LA LETTRE
« Madame, j'ai l'honneur de porter à votre connaissance que je
possède concernant Monsieur votre fils, le caporal Ferdinand LE
GARFF, du 402e Régiment d'Infanterie, 3e Compagnie, les
renseignements suivants :
Ne
répond plus à l'appel de son corps, depuis le 29 septembre 1915 –
Signalé disparu au combat de la cote 135, Sud de Sainte Marie à Py
»
Les a-t-elle vu arriver de sa fenêtre, Eulalie, quand un envoyé de
la mairie accompagné d'un militaire sont venus frapper à sa porte
un jour de décembre 1915 ? Ils ont mis plus de deux mois à
l'envoyer, la Lettre. Plus de deux mois. Elle devait savoir, elle
devait s'en douter, le sentir au fond d'elle-même. Toute la famille
devait s'endormir le ventre noué par tout ce temps sans nouvelles
fraîches, les dernières dataient de juillet. On se les imagine sans
peine guettant la moindre informations du front, même passée au
crible de la censure militaire. Chaque retour de blessé donnait lieu
à des interrogatoires pénibles d'où sourdait l'angoisse commune.

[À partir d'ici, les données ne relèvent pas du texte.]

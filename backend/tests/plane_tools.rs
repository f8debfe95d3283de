//! Tool tests against a fake Plane API served on an ephemeral port.

use axum::{
    extract::{Path, State},
    http::{HeaderMap, StatusCode},
    response::{IntoResponse, Response},
    routing::get,
    Json, Router,
};
use parking_lot::Mutex;
use serde_json::{json, Value};
use std::sync::Arc;

use plane_mcp::mcp::{CallToolResult, DispatchError, ToolCall, ToolDispatcher};
use plane_mcp::plane::{PlaneClient, PlaneSettings};
use plane_mcp::tools::PlaneTools;

const API_KEY: &str = "test-key";
const PROJECT_ID: &str = "11111111-1111-4111-8111-111111111111";
const ISSUE_ID: &str = "22222222-2222-4222-8222-222222222222";

/// Requests the fake server saw, as `METHOD path`, plus the last JSON body.
#[derive(Clone, Default)]
struct Recorder {
    calls: Arc<Mutex<Vec<String>>>,
    last_body: Arc<Mutex<Option<Value>>>,
}

impl Recorder {
    fn record(&self, call: String, body: Option<Value>) {
        self.calls.lock().push(call);
        if body.is_some() {
            *self.last_body.lock() = body;
        }
    }
}

fn authorized(headers: &HeaderMap) -> bool {
    headers.get("x-api-key").and_then(|v| v.to_str().ok()) == Some(API_KEY)
}

fn project() -> Value {
    json!({"id": PROJECT_ID, "name": "Client", "identifier": "CLT", "network": 2})
}

fn issues() -> Value {
    json!([
        {
            "id": ISSUE_ID,
            "name": "Fix login",
            "sequence_id": 37,
            "priority": "high",
            "state": "s-progress",
            "state_detail": {"id": "s-progress", "name": "In Progress"},
            "assignees": ["u-1"],
            "labels": []
        },
        {
            "id": "33333333-3333-4333-8333-333333333333",
            "name": "Write docs",
            "sequence_id": 38,
            "priority": "none",
            "state": "s-todo",
            "assignees": [],
            "labels": ["l-docs"]
        }
    ])
}

async fn list_projects(State(rec): State<Recorder>, headers: HeaderMap) -> Response {
    if !authorized(&headers) {
        return StatusCode::UNAUTHORIZED.into_response();
    }
    rec.record("GET projects".to_string(), None);
    // Paginated shape
    Json(json!({"results": [project()], "count": 1})).into_response()
}

async fn create_project(State(rec): State<Recorder>, Json(body): Json<Value>) -> Response {
    rec.record("POST projects".to_string(), Some(body.clone()));
    (
        StatusCode::CREATED,
        Json(json!({
            "id": "p-new",
            "name": body["name"],
            "identifier": body["identifier"]
        })),
    )
        .into_response()
}

async fn get_project(State(rec): State<Recorder>, Path((_, id)): Path<(String, String)>) -> Response {
    rec.record(format!("GET project {}", id), None);
    if id == PROJECT_ID {
        Json(project()).into_response()
    } else {
        (StatusCode::NOT_FOUND, "not found").into_response()
    }
}

async fn delete_project(
    State(rec): State<Recorder>,
    Path((_, id)): Path<(String, String)>,
) -> StatusCode {
    rec.record(format!("DELETE project {}", id), None);
    StatusCode::FORBIDDEN
}

async fn list_issues(
    State(rec): State<Recorder>,
    Path((_, id)): Path<(String, String)>,
) -> Json<Value> {
    rec.record(format!("GET issues {}", id), None);
    // Bare array shape
    Json(issues())
}

async fn update_issue(
    State(rec): State<Recorder>,
    Path((_, project, issue)): Path<(String, String, String)>,
    Json(body): Json<Value>,
) -> Json<Value> {
    rec.record(format!("PATCH issue {} {}", project, issue), Some(body.clone()));
    let mut updated = issues()[0].clone();
    if let Some(name) = body.get("name") {
        updated["name"] = name.clone();
    }
    Json(updated)
}

async fn spawn_fake_plane() -> (String, Recorder) {
    let recorder = Recorder::default();
    let app = Router::new()
        .route(
            "/api/v1/workspaces/{slug}/projects/",
            get(list_projects).post(create_project),
        )
        .route(
            "/api/v1/workspaces/{slug}/projects/{id}/",
            get(get_project).delete(delete_project),
        )
        .route(
            "/api/v1/workspaces/{slug}/projects/{id}/issues/",
            get(list_issues),
        )
        .route(
            "/api/v1/workspaces/{slug}/projects/{id}/issues/{issue}/",
            axum::routing::patch(update_issue),
        )
        .with_state(recorder.clone());

    let listener = tokio::net::TcpListener::bind("127.0.0.1:0").await.unwrap();
    let addr = listener.local_addr().unwrap();
    tokio::spawn(async move {
        axum::serve(listener, app).await.unwrap();
    });
    (format!("http://{}/api/v1", addr), recorder)
}

async fn tools_with_key(api_key: &str) -> (PlaneTools, Recorder) {
    let (base_url, recorder) = spawn_fake_plane().await;
    let client = PlaneClient::new(PlaneSettings {
        base_url,
        api_key: api_key.to_string(),
        workspace_slug: "acme".to_string(),
    })
    .unwrap();
    (PlaneTools::new(client), recorder)
}

async fn call(tools: &PlaneTools, name: &str, arguments: Value) -> CallToolResult {
    tools
        .call(ToolCall {
            name: name.to_string(),
            arguments: Some(arguments),
        })
        .await
        .unwrap()
}

#[tokio::test]
async fn test_list_projects() {
    let (tools, _) = tools_with_key(API_KEY).await;
    let result = call(&tools, "list_projects", json!({})).await;
    assert!(!result.is_error);
    assert_eq!(
        result.joined_text(),
        format!("Projects:\nClient (ID: {})", PROJECT_ID)
    );
}

#[tokio::test]
async fn test_api_error_becomes_tool_error() {
    let (tools, _) = tools_with_key("wrong-key").await;
    let result = call(&tools, "list_projects", json!({})).await;
    assert!(result.is_error);
    assert_eq!(
        result.joined_text(),
        "Error: API request failed with status code 401"
    );
}

#[tokio::test]
async fn test_create_project_defaults_to_public() {
    let (tools, recorder) = tools_with_key(API_KEY).await;
    let result = call(
        &tools,
        "create_project",
        json!({"name": "Website", "identifier": "WEB"}),
    )
    .await;
    assert_eq!(result.joined_text(), "Project created: Website (WEB)");

    let body = recorder.last_body.lock().clone().unwrap();
    assert_eq!(body["network"], 2);
    assert_eq!(body["description"], "");
}

#[tokio::test]
async fn test_delete_project_requires_confirmation() {
    let (tools, recorder) = tools_with_key(API_KEY).await;
    let result = call(
        &tools,
        "delete_project",
        json!({"project_id": PROJECT_ID, "confirm": false}),
    )
    .await;
    assert!(result.is_error);
    assert!(result.joined_text().contains("confirm"));
    assert!(recorder.calls.lock().is_empty());

    let result = call(
        &tools,
        "delete_project",
        json!({"project_id": PROJECT_ID, "confirm": true}),
    )
    .await;
    assert!(result.is_error);
    assert_eq!(
        result.joined_text(),
        "Error: Permission denied to delete project"
    );
}

#[tokio::test]
async fn test_list_issues_with_filters() {
    let (tools, _) = tools_with_key(API_KEY).await;

    let all = call(&tools, "list_issues", json!({"project_id": PROJECT_ID})).await;
    assert_eq!(
        all.joined_text(),
        "Issues in Client:\n37. Fix login - High Priority - In Progress\n38. Write docs - Unknown State"
    );

    let labelled = call(
        &tools,
        "list_issues",
        json!({"project_id": PROJECT_ID, "label_id": "l-docs"}),
    )
    .await;
    assert_eq!(
        labelled.joined_text(),
        "Issues in Client:\n38. Write docs - Unknown State"
    );

    let none = call(
        &tools,
        "list_issues",
        json!({"project_id": PROJECT_ID, "priority": "urgent"}),
    )
    .await;
    assert_eq!(none.joined_text(), "No issues match the specified filters");

    let missing = call(&tools, "list_issues", json!({"project_id": "nope"})).await;
    assert!(missing.is_error);
    assert_eq!(
        missing.joined_text(),
        "Error: Failed to get project details - 404"
    );
}

#[tokio::test]
async fn test_get_issue_id_resolves_code() {
    let (tools, _) = tools_with_key(API_KEY).await;

    let result = call(&tools, "get_issue_id", json!({"issue_code": "clt-37"})).await;
    assert!(!result.is_error, "{}", result.joined_text());
    let lookup: Value = serde_json::from_str(&result.joined_text()).unwrap();
    assert_eq!(lookup["issue_id"], ISSUE_ID);
    assert_eq!(lookup["project_id"], PROJECT_ID);
    assert_eq!(lookup["name"], "Fix login");
    assert_eq!(lookup["current_state"], "s-progress");

    let unknown = call(&tools, "get_issue_id", json!({"issue_code": "CLT-99"})).await;
    assert!(unknown.is_error);
    assert_eq!(
        unknown.joined_text(),
        "Error: No issue found with sequence ID 99 in project CLT"
    );

    let malformed = call(&tools, "get_issue_id", json!({"issue_code": "37"})).await;
    assert!(malformed.is_error);
}

#[tokio::test]
async fn test_update_issue_by_code() {
    let (tools, recorder) = tools_with_key(API_KEY).await;

    let result = call(
        &tools,
        "update_issue",
        json!({
            "project_id": "ignored",
            "issue_id": "CLT-37",
            "name": "Fix login for SSO",
            "priority": "urgent"
        }),
    )
    .await;
    assert!(!result.is_error, "{}", result.joined_text());
    assert_eq!(
        result.joined_text(),
        "Issue updated: Fix login for SSO (#37) - title updated, priority set to urgent"
    );

    let calls = recorder.calls.lock().clone();
    assert_eq!(
        calls.last().unwrap(),
        &format!("PATCH issue {} {}", PROJECT_ID, ISSUE_ID)
    );
}

#[tokio::test]
async fn test_update_issue_without_changes() {
    let (tools, _) = tools_with_key(API_KEY).await;
    let result = call(
        &tools,
        "update_issue",
        json!({"project_id": PROJECT_ID, "issue_id": ISSUE_ID}),
    )
    .await;
    assert!(result.is_error);
    assert_eq!(result.joined_text(), "Error: No update parameters provided");
}

#[tokio::test]
async fn test_unknown_tool_is_a_dispatch_error() {
    let (tools, _) = tools_with_key(API_KEY).await;
    let result = tools
        .call(ToolCall {
            name: "list_cycles".to_string(),
            arguments: None,
        })
        .await;
    assert!(matches!(result, Err(DispatchError::UnknownTool(name)) if name == "list_cycles"));
}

Jamais l'expression bretonne « anken ar joa », l'angoisse
de la joie, n'avait pris autant de valeur. C'est bien nous ça
d'inventer un concept pareil !
Ferdinand allait fêter ses dix-huit ans en février 1916. En cas de
guerre continentale (sic), le gouvernement se donna le droit
d'appeler ces jeunes garçons de 17 ans révolus. Et continentale,
elle le fut. Sous le matricule 1618, Ferdinand incorpora un régiment
composé de Bretons, de Picards, de Nordistes et de Parisiens. Mais
ce qui le caractérisait vraiment était sa composition « humaine » :
un tiers de jeunes recrues, un tiers d'anciens auxiliaires et de
réformés et un dernier tiers de blessés de guerre. Un régiment
d'élite comme on peut le constater.
Ferdinand a échappé aux tranchées. Ces dernières lueurs
d'enfance, il les a laissées dans la grande offensive en Champagne :
28000 tués, 100000 blessés, 55000 prisonniers ou disparus et tout
ça en 15 jours. Du coup, dans un grand élan humaniste, l'état-major
dont le glorieux Pétain, devant tant de gaspillage d'hommes... et de
munitions, suggéra le recours à la pelle. Ils ont avancé de 4
kilomètres. 4 kilomètres, Ferdinand. Loin, les vents iodés du port
de Brest, l'odeur entêtante du mimosa provençal qui a accueilli ta
naissance.
On peut trouver sur le site du ministère des armées les « journaux
de marche » des régiments. Ce 29 septembre, ces pauvres
bougres - épuisés de marches et de contremarches - se font tailler
d'abord en pièce par leur propre artillerie puis défoncer par les
Allemands.
Un épisode qui n'a rien de très original me direz-vous dans le
cadre de cette grande boucherie. Ils étaient le minerai, les
généraux, les négociants en viande.
Qu'a-t-elle pensé, Eulalie, quand elle a lu, lu et relu, cette drôle
de formule tout droit issue d'une sémantique toute militaire :
« Ne répond plus à l'appel de son corps » ? Parce que
son corps, à Ferdinand, on ne l'a jamais retrouvé. Yvonne, sa
grande sœur, a insisté auprès des autorités mais en vain. Une
lettre datée du 8 mars 1923, scellait sa disparition, sa
non-identification. Le film de Tavernier, « Capitaine Conan »,
retrace cet épilogue cruellement et universellement partagé.
Je ne sais pas comment ils l'ont fêté la Victoire, ni même s'ils
l'ont fêtée. Ils ont rangé la Lettre. On peut y voir en filigrane
les mots « P.H.D. extra strong ». Strong, le papier l'est
pour avoir tenu autant de temps mais l'encre violette de la machine à
écrire du Bureau de renseignements aux familles commence
sérieusement à s'estomper. C'est comme tout. Accompagnant la
Lettre, une carte postale : un élégant chasseur alpin
harnaché de son matériel de guerre fait un baise-main à une
charmante jeune femme en costume local. Leur regard ne trompe pas.
Ils sont fiers et confiants, amoureux sans doute. Au verso ces
simples mots : « Reçois de ton frère qui t'aime ses
meilleurs baisers » et elle est adressée à Mademoiselle
Denise Le Garff. Denise, c'était ma mémé.